* _Exercise details_: Within the data below, copy each line where the string "only" is found.
(Data shown begins)
use clap::{Parser, Subcommand};

/// Command-line interface definition for rTimegrid
/// Inspect the derived views of a time-registration month
#[derive(Parser)]
#[command(
    name = "rtimegrid",
    version = env!("CARGO_PKG_VERSION"),
    about = "Inspect a time-registration month: day ranges, totals, cell status and hints",
    long_about = None
)]
pub struct Cli {
    /// Override the snapshot file (JSON) used to seed the session
    #[arg(global = true, long = "snapshot")]
    pub snapshot: Option<String>,

    /// Pretend today is this date (YYYY-MM-DD); used by tests
    #[arg(global = true, long = "today", hide = true)]
    pub today: Option<String>,

    #[command(subcommand)]
    pub command: Commands,
}

#[derive(Subcommand)]
pub enum Commands {
    /// List the days of the month with totals and cell flags
    Days {
        /// Month to display (YYYY-MM); defaults to the snapshot's month
        #[arg(long, short)]
        month: Option<String>,

        /// Include Saturdays and Sundays
        #[arg(long = "weekend", help = "Include Saturdays and Sundays")]
        weekend: bool,
    },

    /// Show month totals, required hours and per-task totals
    Summary {
        #[arg(long, short, help = "Month to summarize (YYYY-MM)")]
        month: Option<String>,
    },

    /// Print the current hint message
    Hint,

    /// Show import readiness and the entries an import touches
    Import,

    /// Manage the configuration file
    Config {
        #[arg(long = "print", help = "Print the effective configuration")]
        print_config: bool,
    },
}
//! rTimegrid main entrypoint.

use rtimegrid::run;
use rtimegrid::ui::messages;

fn main() {
    if let Err(e) = run() {
        messages::error(format!("Error: {}", e));
        std::process::exit(1);
    }
}
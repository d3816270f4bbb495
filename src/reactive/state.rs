use std::cell::{Cell, RefCell};
use std::rc::{Rc, Weak};

use log::trace;

use super::batch;
use super::node::{Dependents, Listeners, Node, Version};
use super::subscription::Subscription;
use super::Readable;

/// A root container: authoritative mutable state owned by a collaborator.
///
/// Every `set`/`update` is a committed change, even when the new value equals
/// the old one. Cloning the handle shares the same container.
pub struct State<T> {
    inner: Rc<StateInner<T>>,
}

struct StateInner<T> {
    value: RefCell<T>,
    version: Cell<Version>,
    dependents: Dependents,
    listeners: Listeners<T>,
    me: Weak<StateInner<T>>,
}

impl<T: Clone + 'static> State<T> {
    pub fn new(value: T) -> Self {
        let inner = Rc::new_cyclic(|me| StateInner {
            value: RefCell::new(value),
            version: Cell::new(1),
            dependents: Dependents::default(),
            listeners: Listeners::new(),
            me: me.clone(),
        });
        Self { inner }
    }

    /// Replaces the value wholesale.
    pub fn set(&self, value: T) {
        self.update(|current| *current = value);
    }

    /// Patches the value in place.
    pub fn update(&self, f: impl FnOnce(&mut T)) {
        f(&mut self.inner.value.borrow_mut());
        self.inner.commit();
    }

    pub fn version(&self) -> Version {
        self.inner.version.get()
    }
}

impl<T: Clone + 'static> StateInner<T> {
    fn commit(&self) {
        let version = self.version.get() + 1;
        self.version.set(version);
        trace!("state committed version {version}");

        self.dependents.mark_stale();
        if !self.listeners.is_empty() {
            let me: Weak<dyn Node> = self.me.clone();
            batch::schedule(me);
        }
        batch::committed();
    }
}

impl<T: Clone + 'static> Node for StateInner<T> {
    fn refresh(&self) -> Version {
        self.version.get()
    }

    fn mark_stale(&self) {}

    fn add_dependent(&self, dependent: Weak<dyn Node>) {
        self.dependents.push(dependent);
    }

    fn height(&self) -> usize {
        0
    }

    fn notify(&self) {
        if self.listeners.is_empty() {
            return;
        }
        // Every commit is a change for root listeners.
        let value = self.value.borrow().clone();
        self.listeners.publish(self.version.get(), &value, |_, _| false);
    }
}

impl<T> Clone for State<T> {
    fn clone(&self) -> Self {
        Self {
            inner: self.inner.clone(),
        }
    }
}

impl<T: Default + Clone + 'static> Default for State<T> {
    fn default() -> Self {
        Self::new(T::default())
    }
}

impl<T: std::fmt::Debug> std::fmt::Debug for State<T> {
    fn fmt(&self, f: &mut std::fmt::Formatter<'_>) -> std::fmt::Result {
        f.debug_struct("State")
            .field("value", &self.inner.value.borrow())
            .field("version", &self.inner.version.get())
            .finish()
    }
}

impl<T: Clone + 'static> Readable for State<T> {
    type Value = T;

    fn with<R>(&self, f: impl FnOnce(&T) -> R) -> R {
        f(&self.inner.value.borrow())
    }

    fn subscribe(&self, listener: impl Fn(&T) + 'static) -> Subscription {
        self.inner.listeners.add(listener, self.inner.version.get(), None)
    }

    fn node(&self) -> Rc<dyn Node> {
        self.inner.clone()
    }
}
use crate::models::FavoriteTask;

pub fn favorite_task_ids(favorites: &[FavoriteTask]) -> Vec<i64> {
    favorites.iter().map(|f| f.task_number).collect()
}

pub fn is_task_favorite(ids: &[i64], task_id: i64) -> bool {
    ids.contains(&task_id)
}
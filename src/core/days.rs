//! Which days the grid shows.

use chrono::NaiveDate;
use serde::Serialize;

use crate::utils::date;

/// Bounds of the displayed month, both inclusive.
#[derive(Debug, Clone, Copy, PartialEq, Eq, Serialize)]
pub struct DateRange {
    pub start_date: NaiveDate,
    pub end_date: NaiveDate,
}

impl DateRange {
    pub fn contains(&self, day: NaiveDate) -> bool {
        self.start_date <= day && day <= self.end_date
    }
}

/// All days of `month`; Saturdays and Sundays only with `include_weekends`.
pub fn days_range(month: NaiveDate, include_weekends: bool) -> Vec<NaiveDate> {
    if include_weekends {
        date::all_days_of_month(month)
    } else {
        date::weekdays_of_month(month)
    }
}

pub fn displayed_date_range(month: NaiveDate) -> DateRange {
    DateRange {
        start_date: date::start_of_month(month),
        end_date: date::end_of_month(month),
    }
}
//! Fundamental geometric and identity types.

use glam::DVec2;
use serde::{Deserialize, Serialize};

/// Stable identifier for a world entity (player, obstacle, hazard).
#[derive(Debug, Clone, Copy, PartialEq, Eq, Hash, Serialize, Deserialize)]
pub struct EntityId(pub u64);

/// Vertical partition of the world. Entities generally only interact
/// within the same layer; bypass layers (elevated/transparent structures)
/// are mutually visible with every other layer.
#[derive(Debug, Clone, Copy, Default, PartialEq, Eq, Hash, Serialize, Deserialize)]
pub struct Layer(pub u8);

impl Layer {
    /// Whether this layer value is a reserved bypass layer.
    pub fn is_bypass(self) -> bool {
        matches!(self.0, 2 | 3)
    }

    /// Symmetric layer compatibility: equal layers, or either side on a
    /// bypass layer.
    pub fn compatible(self, other: Layer) -> bool {
        self == other || self.is_bypass() || other.is_bypass()
    }
}

/// Collider geometry attached to obstacles.
#[derive(Debug, Clone, Copy, PartialEq, Serialize, Deserialize)]
#[serde(tag = "shape")]
pub enum Collider {
    Circle { center: DVec2, radius: f64 },
    Aabb { min: DVec2, max: DVec2 },
}

impl Collider {
    /// Nearest intersection of the segment `a -> b` with this collider,
    /// if any. Returns the hit point closest to `a`.
    pub fn intersect_segment(&self, a: DVec2, b: DVec2) -> Option<DVec2> {
        match *self {
            Collider::Circle { center, radius } => segment_circle(a, b, center, radius),
            Collider::Aabb { min, max } => segment_aabb(a, b, min, max),
        }
    }
}

/// Segment-circle intersection, nearest hit point to `a`.
fn segment_circle(a: DVec2, b: DVec2, center: DVec2, radius: f64) -> Option<DVec2> {
    let d = b - a;
    let f = a - center;
    let aa = d.dot(d);
    if aa < 1e-12 {
        // Degenerate segment: inside-circle test only.
        return (f.length_squared() <= radius * radius).then_some(a);
    }
    let bb = 2.0 * f.dot(d);
    let cc = f.dot(f) - radius * radius;
    let disc = bb * bb - 4.0 * aa * cc;
    if disc < 0.0 {
        return None;
    }
    let sqrt_disc = disc.sqrt();
    let t1 = (-bb - sqrt_disc) / (2.0 * aa);
    let t2 = (-bb + sqrt_disc) / (2.0 * aa);
    let t = if (0.0..=1.0).contains(&t1) {
        t1
    } else if (0.0..=1.0).contains(&t2) {
        // Segment starts inside the circle.
        t2
    } else {
        return None;
    };
    Some(a + d * t)
}

/// Segment-AABB intersection via the slab method, nearest hit point to `a`.
fn segment_aabb(a: DVec2, b: DVec2, min: DVec2, max: DVec2) -> Option<DVec2> {
    let d = b - a;
    let mut t_min: f64 = 0.0;
    let mut t_max: f64 = 1.0;

    for axis in 0..2 {
        let (start, delta, lo, hi) = if axis == 0 {
            (a.x, d.x, min.x, max.x)
        } else {
            (a.y, d.y, min.y, max.y)
        };
        if delta.abs() < 1e-12 {
            if start < lo || start > hi {
                return None;
            }
        } else {
            let inv = 1.0 / delta;
            let mut t0 = (lo - start) * inv;
            let mut t1 = (hi - start) * inv;
            if t0 > t1 {
                std::mem::swap(&mut t0, &mut t1);
            }
            t_min = t_min.max(t0);
            t_max = t_max.min(t1);
            if t_min > t_max {
                return None;
            }
        }
    }
    Some(a + d * t_min)
}

/// Angle of the vector from `from` to `to` in radians.
pub fn angle_towards(from: DVec2, to: DVec2) -> f64 {
    (to.y - from.y).atan2(to.x - from.x)
}

/// Unit vector for a heading angle in radians.
pub fn heading_vector(angle: f64) -> DVec2 {
    DVec2::new(angle.cos(), angle.sin())
}
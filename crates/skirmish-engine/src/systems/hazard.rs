//! Hazard avoidance — vector-field evasion from area-effect threats.
//!
//! Independent of targeting: the engagement machine consults the nearest
//! danger to decide whether the evasion heading merely exists or must
//! override the movement output.

use glam::DVec2;
use rand::Rng;
use rand_chacha::ChaCha8Rng;

use skirmish_core::constants::*;
use skirmish_core::snapshot::{HazardState, Observer};
use skirmish_core::types::heading_vector;

/// Type substrings of area-effect threats.
const HAZARD_PATTERNS: &[&str] = &[
    "frag",
    "explosion",
    "smoke",
    "gas",
    "concussion",
    "mine",
];

/// A scanned hazard with its nested threat radii resolved.
#[derive(Debug, Clone, Copy, PartialEq)]
pub struct HazardThreat {
    pub position: DVec2,
    /// Distance from the observer at scan time.
    pub distance: f64,
    /// Explosion radius (snapshot value or the engine default).
    pub radius: f64,
}

impl HazardThreat {
    /// Outer zone: inside it the evasion heading overrides normal
    /// movement output.
    pub fn danger_zone(&self) -> f64 {
        self.radius + HAZARD_SAFETY_MARGIN
    }

    /// Inner zone: inside it even melee pursuit is abandoned.
    pub fn critical_zone(&self) -> f64 {
        self.radius * HAZARD_CRITICAL_FACTOR
    }
}

/// Scan the snapshot for hazards threatening the observer, nearest
/// first. Recomputed per scan; nothing is persisted across ticks here.
pub fn scan(hazards: &[HazardState], observer: &Observer) -> Vec<HazardThreat> {
    let mut threats: Vec<HazardThreat> = hazards
        .iter()
        .filter(|h| !h.dead)
        .filter(|h| HAZARD_PATTERNS.iter().any(|p| h.kind.contains(p)))
        .filter(|h| h.layer.map_or(true, |l| l.compatible(observer.layer)))
        .filter_map(|h| {
            let distance = h.position.distance(observer.position);
            (distance <= HAZARD_SCAN_RANGE).then_some(HazardThreat {
                position: h.position,
                distance,
                radius: h.explosion_radius.unwrap_or(HAZARD_BASE_RADIUS),
            })
        })
        .collect();
    threats.sort_by(|a, b| a.distance.total_cmp(&b.distance));
    threats
}

/// Combined evasion heading away from all scanned hazards, weighted
/// inversely by distance. Returns `None` when nothing threatens or the
/// contributions cancel out.
///
/// The RNG only fires for the distance-zero singularity: standing on a
/// hazard still needs a defined, strong flee direction.
pub fn evasion_heading(
    observer_pos: DVec2,
    threats: &[HazardThreat],
    rng: &mut ChaCha8Rng,
) -> Option<f64> {
    if threats.is_empty() {
        return None;
    }

    let mut away = DVec2::ZERO;
    for threat in threats {
        let offset = observer_pos - threat.position;
        let dist = offset.length();
        if dist < HAZARD_ZERO_DISTANCE_EPSILON {
            let angle = rng.gen_range(0.0..std::f64::consts::TAU);
            away += heading_vector(angle) * HAZARD_ZERO_DISTANCE_WEIGHT;
        } else {
            let weight = 1.0 / (dist + 1.0);
            away += (offset / dist) * weight;
        }
    }

    let magnitude = away.length();
    if magnitude < HAZARD_MIN_RESULTANT {
        return None;
    }
    Some(away.y.atan2(away.x))
}

/// Nearest threat whose danger zone contains the observer, if any.
pub fn nearest_danger(threats: &[HazardThreat]) -> Option<&HazardThreat> {
    threats.iter().find(|t| t.distance <= t.danger_zone())
}

/// Whether any threat's critical zone contains the observer.
pub fn in_critical_zone(threats: &[HazardThreat]) -> bool {
    threats.iter().any(|t| t.distance <= t.critical_zone())
}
(Data shown ends)
* _Task answer_:
/// All days of `month`; Saturdays and Sundays only with `include_weekends`.
/// Vertical partition of the world. Entities generally only interact
        // Degenerate segment: inside-circle test only.
/// The RNG only fires for the distance-zero singularity: standing on a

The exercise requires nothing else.